In the early days of my relationship with the former Mr RDP I told him I had a problem with faces, after an incredibly embarrassing experience where a good friend of his said hello to me and I blanked him – not knowing who he was and thinking he was some random dude talking to me. The ExMrRDP was really upset with me, and his friend was quite hurt. I explained that I really struggled with faces and had genuinely no idea who he was and apologised profusely. I don’t think either of them really believed me. Whenever we went anywhere that would involve meeting his friends, he was hugely frustrated that I wouldn’t enter the room/pub/club etc. without him. I explained that I was anxious that I wouldn’t know who his friends were, even though I’d met them. I think he thought I was just being a bit daft. A few years into our relationship he decided on a whim to shave his head. He went into the bathroom someone I knew, and came out a complete stranger. I knew it was him, of course it was. When he spoke, that was his voice. And those were his facial expressions. But they were coming out of a face I didn’t know, and it was genuinely terrifying. For months, until his hair started to grow back, I walked right past him in the street. I flinched when he went to kiss or hug me. I had a few panic attacks when I woke up in the night and in that moment of existential uncertainty you have upon waking saw a complete stranger in my bed. I had no idea that a mere haircut would produce such a profound effect on me; and I think he was very hurt by my reaction too – understandably so.

But again, the penny didn’t drop then either. I waited for his hair to grow back, encouraged him to wear hats as often as possible, and got on with my life.

When I gave up drinking, and my relationship with Mr RDP ended, I experienced Walking Into Places Alone And Sober. This brought home to me with a shock how much anxiety I had over not recognising groups of friends in public places.

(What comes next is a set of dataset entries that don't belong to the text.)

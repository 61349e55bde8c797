//! Registry - Tool registration and discovery
//!
//! Tools are registered with metadata and looked up by name. The MCP bridge
//! publishes the enabled definitions through `tools/list`.

use crate::error::{Error, Result};
use serde::{Deserialize, Serialize};
use std::collections::HashMap;
use std::sync::Arc;
use tracing::debug;

/// Risk level of a tool
#[derive(Debug, Clone, Copy, PartialEq, Eq, Hash, Serialize, Deserialize)]
#[serde(rename_all = "lowercase")]
pub enum RiskLevel {
    /// Low risk - read-only operations
    Low,
    /// Medium risk - affects processes the server itself started
    Medium,
    /// High risk - launches external commands
    High,
}

impl RiskLevel {
    /// Returns the string representation
    #[must_use]
    pub fn as_str(&self) -> &'static str {
        match self {
            Self::Low => "low",
            Self::Medium => "medium",
            Self::High => "high",
        }
    }
}

impl std::fmt::Display for RiskLevel {
    fn fmt(&self, f: &mut std::fmt::Formatter<'_>) -> std::fmt::Result {
        write!(f, "{}", self.as_str())
    }
}

/// Tool category for organization
#[derive(Debug, Clone, Copy, PartialEq, Eq, Hash, Serialize, Deserialize)]
#[serde(rename_all = "lowercase")]
pub enum ToolCategory {
    /// Process session management
    Process,
    /// Media conversion helpers
    Media,
}

impl ToolCategory {
    /// Returns the string representation
    #[must_use]
    pub fn as_str(&self) -> &'static str {
        match self {
            Self::Process => "process",
            Self::Media => "media",
        }
    }
}

/// Tool metadata and schema
#[derive(Debug, Clone, Serialize, Deserialize)]
pub struct ToolDefinition {
    /// Unique tool name
    pub name: String,
    /// Human-readable description
    pub description: String,
    /// JSON schema for parameters
    pub parameters: serde_json::Value,
    /// Risk level
    pub risk_level: RiskLevel,
    /// Tool category
    pub category: ToolCategory,
    /// Whether the tool is enabled
    pub enabled: bool,
}

impl ToolDefinition {
    /// Create a new tool definition
    #[must_use]
    pub fn new(name: impl Into<String>, description: impl Into<String>) -> Self {
        Self {
            name: name.into(),
            description: description.into(),
            parameters: serde_json::json!({
                "type": "object",
                "properties": {},
                "required": []
            }),
            risk_level: RiskLevel::Low,
            category: ToolCategory::Process,
            enabled: true,
        }
    }

    /// Set the parameters schema
    #[must_use]
    pub fn with_parameters(mut self, parameters: serde_json::Value) -> Self {
        self.parameters = parameters;
        self
    }

    /// Set the risk level
    #[must_use]
    pub fn with_risk_level(mut self, risk_level: RiskLevel) -> Self {
        self.risk_level = risk_level;
        self
    }

    /// Set the category
    #[must_use]
    pub fn with_category(mut self, category: ToolCategory) -> Self {
        self.category = category;
        self
    }
}

/// Result of a tool execution
#[derive(Debug, Clone, Serialize, Deserialize)]
pub struct ToolResult {
    /// Whether execution succeeded
    pub success: bool,
    /// Output data
    pub output: serde_json::Value,
    /// Error message if failed
    pub error: Option<String>,
    /// Execution duration in milliseconds
    pub duration_ms: u64,
}

impl ToolResult {
    /// Create a successful result
    #[must_use]
    pub fn success(output: serde_json::Value, duration_ms: u64) -> Self {
        Self {
            success: true,
            output,
            error: None,
            duration_ms,
        }
    }

    /// Create a failed result
    #[must_use]
    pub fn failure(error: impl Into<String>, duration_ms: u64) -> Self {
        Self {
            success: false,
            output: serde_json::Value::Null,
            error: Some(error.into()),
            duration_ms,
        }
    }

    /// Human-readable text for this result.
    ///
    /// Successful tools put their caller-facing message under `output.text`;
    /// anything else is rendered as JSON.
    #[must_use]
    pub fn text(&self) -> String {
        if !self.success {
            return self
                .error
                .clone()
                .unwrap_or_else(|| "Unknown error".to_string());
        }
        match self.output.get("text").and_then(|v| v.as_str()) {
            Some(text) => text.to_string(),
            None => serde_json::to_string(&self.output).unwrap_or_default(),
        }
    }
}

/// Trait for tool implementations
#[async_trait::async_trait]
pub trait Tool: Send + Sync {
    /// Get the tool definition
    fn definition(&self) -> &ToolDefinition;

    /// Execute the tool with given input
    async fn execute(&self, input: serde_json::Value) -> Result<ToolResult>;

    /// Validate input before execution
    fn validate_input(&self, input: &serde_json::Value) -> Result<()> {
        if !input.is_object() {
            return Err(Error::InvalidInput("Input must be an object".to_string()));
        }
        Ok(())
    }
}

/// Registry for managing tools
pub struct ToolRegistry {
    tools: HashMap<String, Arc<dyn Tool>>,
    definitions: HashMap<String, ToolDefinition>,
}

impl Default for ToolRegistry {
    fn default() -> Self {
        Self::new()
    }
}

impl ToolRegistry {
    /// Create a new empty registry
    #[must_use]
    pub fn new() -> Self {
        Self {
            tools: HashMap::new(),
            definitions: HashMap::new(),
        }
    }

    /// Register a tool
    pub fn register(&mut self, tool: Arc<dyn Tool>) {
        let def = tool.definition();
        let name = def.name.clone();
        debug!(tool = %name, "Registering tool");
        self.definitions.insert(name.clone(), def.clone());
        self.tools.insert(name, tool);
    }

    /// Get a tool by name
    #[must_use]
    pub fn get(&self, name: &str) -> Option<Arc<dyn Tool>> {
        self.tools.get(name).cloned()
    }

    /// Get a tool definition by name
    #[must_use]
    pub fn get_definition(&self, name: &str) -> Option<&ToolDefinition> {
        self.definitions.get(name)
    }

    /// Check if a tool exists
    #[must_use]
    pub fn has(&self, name: &str) -> bool {
        self.tools.contains_key(name)
    }

    /// List enabled tool definitions, sorted by name
    #[must_use]
    pub fn list_enabled(&self) -> Vec<&ToolDefinition> {
        let mut defs: Vec<_> = self.definitions.values().filter(|d| d.enabled).collect();
        defs.sort_by(|a, b| a.name.cmp(&b.name));
        defs
    }

    /// Disable a tool. Returns false if no such tool is registered.
    pub fn disable(&mut self, name: &str) -> bool {
        if let Some(def) = self.definitions.get_mut(name) {
            def.enabled = false;
            true
        } else {
            false
        }
    }

    /// Get tool count
    #[must_use]
    pub fn len(&self) -> usize {
        self.tools.len()
    }

    /// Check if registry is empty
    #[must_use]
    pub fn is_empty(&self) -> bool {
        self.tools.is_empty()
    }
}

I realised that pre-heavy-drinking-days I had always made sure I arrived at the meeting place early, with a book, so that I wouldn’t have to find my friends; I’d already be there so they would see me and come to me. It occurred to me – genuinely for the first time – that a big chunk of my social anxiety was tied up in this fear of walking straight past my friends, of not knowing who they were, of looking foolish or thoughtless. That one of the reasons for my ‘power drinking’ before going out was so that I would have a drunkscuse for not recognising people. (LOL I walked RIGHT PAST you OMG I have been drinking ALL DAY).

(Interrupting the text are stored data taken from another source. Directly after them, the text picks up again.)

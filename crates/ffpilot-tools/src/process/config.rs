//! Process session manager configuration

use super::constants::*;
use serde::{Deserialize, Serialize};
use std::time::Duration;

/// Configuration for the process session manager.
#[derive(Debug, Clone, Serialize, Deserialize)]
#[serde(default)]
pub struct ProcessConfig {
    /// Leading command tokens that may be started.
    pub allowed_commands: Vec<String>,
    /// Shell used when the caller gives none. `None` picks the platform default.
    pub default_shell: Option<String>,
    /// Deadline applied when the caller omits `timeout_ms`.
    pub default_timeout_ms: u64,
    /// How long `start` collects output before returning.
    pub settle_window_ms: u64,
    /// Period of the staleness sweep.
    pub cleanup_interval_secs: u64,
    /// Sessions not read for this long are reclaimed.
    pub idle_timeout_secs: u64,
    /// Sessions older than this are reclaimed regardless of reads.
    pub max_age_secs: u64,
}

impl Default for ProcessConfig {
    fn default() -> Self {
        Self {
            allowed_commands: DEFAULT_ALLOWED_COMMANDS
                .iter()
                .map(|s| (*s).to_string())
                .collect(),
            default_shell: None,
            default_timeout_ms: DEFAULT_TIMEOUT_MS,
            settle_window_ms: DEFAULT_SETTLE_WINDOW_MS,
            cleanup_interval_secs: SESSION_CLEANUP_INTERVAL_SECS,
            idle_timeout_secs: SESSION_IDLE_TIMEOUT_SECS,
            max_age_secs: SESSION_MAX_AGE_SECS,
        }
    }
}

impl ProcessConfig {
    /// Settling window as a `Duration`.
    #[must_use]
    pub fn settle_window(&self) -> Duration {
        Duration::from_millis(self.settle_window_ms)
    }

    /// Sweep period as a `Duration`.
    #[must_use]
    pub fn cleanup_interval(&self) -> Duration {
        Duration::from_secs(self.cleanup_interval_secs)
    }

    /// Staleness thresholds used by the sweep.
    #[must_use]
    pub fn staleness(&self) -> StalenessPolicy {
        StalenessPolicy {
            idle_timeout: Duration::from_secs(self.idle_timeout_secs),
            max_age: Duration::from_secs(self.max_age_secs),
        }
    }

    /// Reject settings that would make the manager unusable.
    pub fn validate(&self) -> Result<(), String> {
        if self.allowed_commands.iter().all(|c| c.trim().is_empty()) {
            return Err("process.allowed_commands must name at least one command".to_string());
        }
        if self.settle_window_ms == 0 {
            return Err("process.settle_window_ms must be greater than zero".to_string());
        }
        if self.cleanup_interval_secs == 0 {
            return Err("process.cleanup_interval_secs must be greater than zero".to_string());
        }
        Ok(())
    }
}

/// Thresholds after which the sweep reclaims a session.
#[derive(Debug, Clone, Copy, PartialEq, Eq)]
pub struct StalenessPolicy {
    /// Maximum time since the last read.
    pub idle_timeout: Duration,
    /// Maximum time since creation.
    pub max_age: Duration,
}
//! Configuration loading
//!
//! Handles loading configuration from embedded defaults, files, and environment.

use super::config::AppConfig;
use anyhow::{Context, Result};
use config::{Config, Environment, File, FileFormat};
use std::path::Path;

/// Embedded default configuration (compiled into binary)
pub const DEFAULT_CONFIG: &str = include_str!("../../config/default.toml");

/// Load configuration from files and environment
pub fn load_config(path: Option<&Path>) -> Result<AppConfig> {
    let mut builder = Config::builder()
        // 1. Embedded defaults (always available)
        .add_source(File::from_str(DEFAULT_CONFIG, FileFormat::Toml))
        // 2. Optional files next to the working directory
        .add_source(File::with_name("config/default").required(false))
        .add_source(File::with_name("config/local").required(false));

    // 3. Explicit --config file must exist
    if let Some(path) = path {
        builder = builder.add_source(File::from(path).required(true));
    }

    let config = builder
        // 4. Environment variables (highest priority), e.g. FFPILOT_PROCESS__SETTLE_WINDOW_MS
        .add_source(
            Environment::with_prefix("FFPILOT")
                .prefix_separator("_")
                .separator("__")
                .list_separator(",")
                .with_list_parse_key("process.allowed_commands")
                .try_parsing(true),
        )
        .build()
        .context("Failed to build configuration")?;

    let config: AppConfig = config
        .try_deserialize()
        .context("Failed to deserialize configuration")?;
    config.validate()?;
    Ok(config)
}
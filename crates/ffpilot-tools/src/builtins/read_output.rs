//! read_output - drain new output from a session

use super::parse_input;
use crate::error::Result;
use crate::process::{ProcessManager, ReadOutcome, SessionId, NO_NEW_OUTPUT};
use crate::registry::{RiskLevel, Tool, ToolCategory, ToolDefinition, ToolResult};
use async_trait::async_trait;
use serde::Deserialize;
use serde_json::json;
use std::sync::Arc;

#[derive(Debug, Deserialize)]
#[serde(deny_unknown_fields)]
struct ReadOutputInput {
    id: SessionId,
}

/// Tool that returns output produced since the previous read
pub struct ReadOutputTool {
    definition: ToolDefinition,
    manager: Arc<ProcessManager>,
}

impl ReadOutputTool {
    /// Create the tool over a shared manager
    #[must_use]
    pub fn new(manager: Arc<ProcessManager>) -> Self {
        let definition = ToolDefinition::new(
            "read_output",
            "Read new output from a session started with start_session. Each call returns \
             only what was produced since the previous read. A finished session is removed \
             once its final output has been read.",
        )
        .with_category(ToolCategory::Process)
        .with_risk_level(RiskLevel::Low)
        .with_parameters(json!({
            "type": "object",
            "properties": {
                "id": {
                    "type": "integer",
                    "minimum": 1,
                    "description": "PID returned by start_session"
                }
            },
            "required": ["id"]
        }));

        Self {
            definition,
            manager,
        }
    }
}

#[async_trait]
impl Tool for ReadOutputTool {
    fn definition(&self) -> &ToolDefinition {
        &self.definition
    }

    async fn execute(&self, input: serde_json::Value) -> Result<ToolResult> {
        let params: ReadOutputInput = parse_input(input)?;
        let start = std::time::Instant::now();

        let (found, text) = match self.manager.read_output(params.id).await {
            ReadOutcome::Output(text) => (true, text),
            ReadOutcome::NoNewOutput => (true, NO_NEW_OUTPUT.to_string()),
            ReadOutcome::NotFound => (false, format!("No session found for PID {}", params.id)),
        };

        Ok(ToolResult::success(
            json!({
                "id": params.id,
                "found": found,
                "text": text,
            }),
            start.elapsed().as_millis() as u64,
        ))
    }
}
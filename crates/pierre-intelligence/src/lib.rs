// ABOUTME: Training-data summarization engine turning an export into an LLM prompt
// ABOUTME: Trailing windows, duration reconciliation, weekly log, climbing and recovery analysis
//
// SPDX-License-Identifier: MIT OR Apache-2.0
// Copyright (c) 2025 Pierre Fitness Intelligence

#![deny(unsafe_code)]

//! # Pierre Intelligence
//!
//! Deterministic, read-only transformations from a loaded [`DataStore`] to the
//! text handed to the report model. Every component reads the same immutable
//! store; none of them fail; absent datasets degrade to "unavailable" output.
//!
//! ## Modules
//!
//! - **window**: the trailing seven-day window and most-recent-N selection
//! - **duration**: duration formatting shared by every section
//! - **reconciler**: climbing session durations from route and problem records
//! - **narrator**: one line per day of the trailing week
//! - **climbing**: grade, completion, attempts, and time per climbing discipline
//! - **recovery**: HRV, sleep, readiness, daily stats, and VO2 max aggregation
//! - **assembler**: the final prompt in a fixed section order
//!
//! [`DataStore`]: pierre_core::models::DataStore

/// Trailing window and chronological selection
pub mod window;

/// Duration formatting
pub mod duration;

/// Climbing duration reconciliation
pub mod reconciler;

/// Weekly activity narrator
pub mod narrator;

/// Climbing and bouldering discipline analyzer
pub mod climbing;

/// Recovery and readiness aggregator
pub mod recovery;

/// Prompt assembler
pub mod assembler;

pub use assembler::assemble_prompt;
pub use climbing::analyze_climbing;
pub use duration::format_duration;
pub use narrator::narrate;
pub use reconciler::reconcile;
pub use recovery::{aggregate, RecoveryMetrics};
pub use window::TrailingWindow;
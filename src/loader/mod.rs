// ABOUTME: Tabular store loader building the dataset store from an export on disk
// ABOUTME: Detects markdown, CSV directory, or zip exports and normalizes the time column
//
// SPDX-License-Identifier: MIT OR Apache-2.0
// Copyright (c) 2025 Pierre Fitness Intelligence

//! # Tabular Store Loader
//!
//! Produces the read-only [`DataStore`] consumed by the summarization engine.
//! Three export layouts are supported:
//!
//! - a markdown document with one pipe table per `## ` section
//! - a directory of per-dataset `*.csv` files
//! - a zip archive of per-dataset `*.csv` files
//!
//! Column types are decided once per column while loading. Afterwards the
//! `time` column of every dataset is coerced to UTC timestamps, the only
//! mutation the store ever sees.

mod delimited;
mod markdown;

pub use delimited::{load_directory, load_zip, read_csv};
pub use markdown::{dataset_key, parse_markdown_tables, split_row};

use std::fs;
use std::path::{Path, PathBuf};

use pierre_core::constants::fields;
use pierre_core::errors::{AppError, AppResult};
use pierre_core::models::{DataStore, Table};
use tracing::{info, warn};

/// Layout of an export on disk
#[derive(Debug, Clone, PartialEq, Eq)]
pub enum DataSource {
    /// Markdown document with pipe tables
    Markdown(PathBuf),
    /// Directory of CSV files
    CsvDirectory(PathBuf),
    /// Zip archive of CSV files
    ZipArchive(PathBuf),
}

impl DataSource {
    /// Detect the layout from the path: directories hold CSV files, `.zip`
    /// files are archives, anything else is read as markdown
    ///
    /// # Errors
    ///
    /// Returns an input-not-found error if nothing exists at `path`
    pub fn detect(path: &Path) -> AppResult<Self> {
        if path.is_dir() {
            return Ok(Self::CsvDirectory(path.to_path_buf()));
        }
        if !path.exists() {
            return Err(AppError::input_not_found("Summary file", path.display()));
        }
        let is_zip = path
            .extension()
            .and_then(|ext| ext.to_str())
            .is_some_and(|ext| ext.eq_ignore_ascii_case("zip"));
        Ok(if is_zip {
            Self::ZipArchive(path.to_path_buf())
        } else {
            Self::Markdown(path.to_path_buf())
        })
    }

    fn read_datasets(&self) -> AppResult<Vec<(String, Table)>> {
        match self {
            Self::Markdown(path) => {
                let content = fs::read_to_string(path).map_err(|e| {
                    AppError::input_unreadable(format!("Failed to read {}: {e}", path.display()))
                })?;
                Ok(parse_markdown_tables(&content))
            }
            Self::CsvDirectory(dir) => load_directory(dir),
            Self::ZipArchive(path) => load_zip(path),
        }
    }

    /// Load every dataset and normalize timestamps
    ///
    /// # Errors
    ///
    /// Returns an error if the export cannot be read at all; individual
    /// malformed datasets are skipped with a warning instead
    pub fn load(&self) -> AppResult<DataStore> {
        let mut store = DataStore::new();
        for (name, table) in self.read_datasets()? {
            info!(dataset = %name, rows = table.row_count(), "Loaded dataset");
            store.insert(&name, table);
        }

        let failed = store.normalize_timestamps(fields::TIME);
        if failed > 0 {
            warn!(failed, "Some timestamps could not be parsed");
        }
        info!(datasets = store.len(), "Loaded data tables");
        Ok(store)
    }
}

/// Detect the export layout at `path` and load it
///
/// # Errors
///
/// Returns an error if nothing exists at `path` or it cannot be read
pub fn load_store(path: &Path) -> AppResult<DataStore> {
    DataSource::detect(path)?.load()
}

/// Build a store from a markdown document already in memory
#[must_use]
pub fn store_from_markdown(content: &str) -> DataStore {
    let mut store = DataStore::new();
    for (name, table) in parse_markdown_tables(content) {
        store.insert(&name, table);
    }
    store.normalize_timestamps(fields::TIME);
    store
}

Even then, the penny didn’t drop. Although by that point I had firmly grasped the idea that I Can’t Do Faces and Other People Can, I still hadn’t put it all together. Until earlier this year, when J, one of my oldest Internet Friends, who I’ve never actually met in person, shared a ‘face blindness test’ online, revealing that she’d got one of the lowest scores possible, and that she was mildly freaking out that most people could actually pass this test. I did the test too, and scored the same as her. We shared some of our embarrassing facial recognition fails. We shared our astonishment that other people genuinely could tell each other apart just from looking at their faces. And we discovered at the same time that there’s a very high likelihood that we both have a genuine condition called Prosopagnosia.

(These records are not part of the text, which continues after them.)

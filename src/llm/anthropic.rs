// ABOUTME: Anthropic Messages API provider for the report-writing model
// ABOUTME: Single non-streaming request with status-specific error mapping
//
// SPDX-License-Identifier: MIT OR Apache-2.0
// Copyright (c) 2025 Pierre Fitness Intelligence

//! # Anthropic Provider
//!
//! Implementation of the `LlmProvider` trait for the Anthropic Messages API.
//!
//! ## Configuration
//!
//! Set the `ANTHROPIC_API_KEY` environment variable. `ANTHROPIC_BASE_URL`
//! points the provider at another host (a proxy or a local test server).

use async_trait::async_trait;
use pierre_core::errors::AppError;
use reqwest::Client;
use serde::{Deserialize, Serialize};
use tracing::{debug, error, instrument};

use super::{ChatMessage, ChatRequest, ChatResponse, LlmProvider, MessageRole, TokenUsage};
use crate::config::defaults;

/// Service name used in error messages
const SERVICE: &str = "Anthropic";

/// API version header value
const ANTHROPIC_VERSION: &str = "2023-06-01";

/// Messages endpoint, relative to the base URL
const MESSAGES_ENDPOINT: &str = "v1/messages";

// ============================================================================
// API Request/Response Types
// ============================================================================

/// Messages API request structure
#[derive(Debug, Serialize)]
struct AnthropicRequest {
    model: String,
    max_tokens: u32,
    #[serde(skip_serializing_if = "Option::is_none")]
    system: Option<String>,
    messages: Vec<AnthropicMessage>,
}

/// Message structure for the Messages API
#[derive(Debug, Clone, Serialize)]
struct AnthropicMessage {
    role: String,
    content: String,
}

impl From<&ChatMessage> for AnthropicMessage {
    fn from(msg: &ChatMessage) -> Self {
        Self {
            role: msg.role.as_str().to_owned(),
            content: msg.content.clone(),
        }
    }
}

/// Messages API response structure
#[derive(Debug, Deserialize)]
struct AnthropicResponse {
    #[serde(default)]
    content: Vec<AnthropicContent>,
    model: String,
    stop_reason: Option<String>,
    usage: Option<AnthropicUsage>,
}

/// Content block in a response
#[derive(Debug, Deserialize)]
struct AnthropicContent {
    #[serde(rename = "type")]
    content_type: String,
    #[serde(default)]
    text: Option<String>,
}

/// Usage statistics in a response
#[derive(Debug, Deserialize)]
struct AnthropicUsage {
    input_tokens: u32,
    output_tokens: u32,
}

/// Error response body
#[derive(Debug, Deserialize)]
struct AnthropicErrorResponse {
    error: AnthropicErrorDetail,
}

/// Error detail structure
#[derive(Debug, Deserialize)]
struct AnthropicErrorDetail {
    #[serde(rename = "type")]
    error_type: Option<String>,
    message: String,
}

// ============================================================================
// Provider Implementation
// ============================================================================

/// Anthropic Claude provider
pub struct AnthropicProvider {
    client: Client,
    api_key: String,
    base_url: String,
    default_model: String,
}

impl AnthropicProvider {
    /// Create a provider for the public API
    #[must_use]
    pub fn new(api_key: impl Into<String>) -> Self {
        Self::with_base_url(api_key, defaults::ANTHROPIC_BASE_URL)
    }

    /// Create a provider talking to `base_url` instead of the public API
    #[must_use]
    pub fn with_base_url(api_key: impl Into<String>, base_url: impl Into<String>) -> Self {
        Self {
            client: Client::new(),
            api_key: api_key.into(),
            base_url: base_url.into().trim_end_matches('/').to_owned(),
            default_model: defaults::CLAUDE_MODEL.to_owned(),
        }
    }

    /// Use `model` when a request does not name one
    #[must_use]
    pub fn with_default_model(mut self, model: impl Into<String>) -> Self {
        self.default_model = model.into();
        self
    }

    /// Build the API URL for a given endpoint
    fn api_url(&self, endpoint: &str) -> String {
        format!("{}/{endpoint}", self.base_url)
    }

    /// Split internal messages into the system instruction and the conversation
    fn convert_messages(messages: &[ChatMessage]) -> (Option<String>, Vec<AnthropicMessage>) {
        let system: Vec<&str> = messages
            .iter()
            .filter(|msg| msg.role == MessageRole::System)
            .map(|msg| msg.content.as_str())
            .collect();
        let conversation = messages
            .iter()
            .filter(|msg| msg.role != MessageRole::System)
            .map(AnthropicMessage::from)
            .collect();
        let system = (!system.is_empty()).then(|| system.join("\n\n"));
        (system, conversation)
    }

    /// Parse error response from the Messages API
    fn parse_error_response(status: reqwest::StatusCode, body: &str) -> AppError {
        let detail = serde_json::from_str::<AnthropicErrorResponse>(body).map_or_else(
            |_| {
                format!(
                    "API error ({status}): {}",
                    body.chars().take(200).collect::<String>()
                )
            },
            |response| {
                format!(
                    "{} - {}",
                    response
                        .error
                        .error_type
                        .unwrap_or_else(|| "unknown".to_owned()),
                    response.error.message
                )
            },
        );

        match status.as_u16() {
            401 | 403 => AppError::external_auth(SERVICE, format!("Authentication failed: {detail}")),
            429 => AppError::external_rate_limited(SERVICE, format!("Rate limit exceeded: {detail}")),
            _ => AppError::external_service(SERVICE, detail),
        }
    }
}

#[async_trait]
impl LlmProvider for AnthropicProvider {
    fn display_name(&self) -> &'static str {
        "Anthropic Claude"
    }

    #[instrument(skip(self, request), fields(model = %request.model.as_deref().unwrap_or(&self.default_model)))]
    async fn complete(&self, request: &ChatRequest) -> Result<ChatResponse, AppError> {
        let model = request.model.as_deref().unwrap_or(&self.default_model);
        let (system, messages) = Self::convert_messages(&request.messages);

        debug!("Sending messages request to Anthropic");

        let anthropic_request = AnthropicRequest {
            model: model.to_owned(),
            max_tokens: request.max_tokens.unwrap_or(defaults::MAX_TOKENS),
            system,
            messages,
        };

        let response = self
            .client
            .post(self.api_url(MESSAGES_ENDPOINT))
            .header("x-api-key", &self.api_key)
            .header("anthropic-version", ANTHROPIC_VERSION)
            .header("Content-Type", "application/json")
            .json(&anthropic_request)
            .send()
            .await
            .map_err(|e| {
                error!("Failed to send request to Anthropic API: {}", e);
                AppError::external_service(SERVICE, format!("Failed to connect: {e}"))
            })?;

        let status = response.status();
        let body = response.text().await.map_err(|e| {
            error!("Failed to read Anthropic API response: {}", e);
            AppError::external_service(SERVICE, format!("Failed to read response: {e}"))
        })?;

        if !status.is_success() {
            return Err(Self::parse_error_response(status, &body));
        }

        let anthropic_response: AnthropicResponse = serde_json::from_str(&body).map_err(|e| {
            error!("Failed to parse Anthropic API response: {}", e);
            AppError::external_service(SERVICE, format!("Failed to parse response: {e}"))
        })?;

        let content: String = anthropic_response
            .content
            .into_iter()
            .filter(|block| block.content_type == "text")
            .filter_map(|block| block.text)
            .collect();

        debug!(
            "Received response from Anthropic: {} chars, stop_reason: {:?}",
            content.len(),
            anthropic_response.stop_reason
        );

        Ok(ChatResponse {
            content,
            model: anthropic_response.model,
            usage: anthropic_response.usage.map(|u| TokenUsage {
                prompt_tokens: u.input_tokens,
                completion_tokens: u.output_tokens,
                total_tokens: u.input_tokens + u.output_tokens,
            }),
            finish_reason: anthropic_response.stop_reason,
        })
    }
}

A million pennies, unknowingly stored up over my >3 decades on this planet, dropped all at once with an almighty CLANG. J and I scoured the internet for more information,  and going OMG YES THIS IS MY LIFE and feeling a weird mixture of elation and fear (there IS something wrong with me! YAY!/There IS something wrong with me, OH SHIT).

We read that it was often hereditary, so I got in touch with Mummy RDP who immediately responded OMG YES THIS IS MY LIFE TOO. We both admitted that whenever anyone tells us how alike we look (I am informed that it’s a rather uncanny resemblance) that we just nod and go “yes, I know, amazing isn’t it” but actually neither of us are able to see it – unless we are wearing the exact same clothes and have the same hairstyle.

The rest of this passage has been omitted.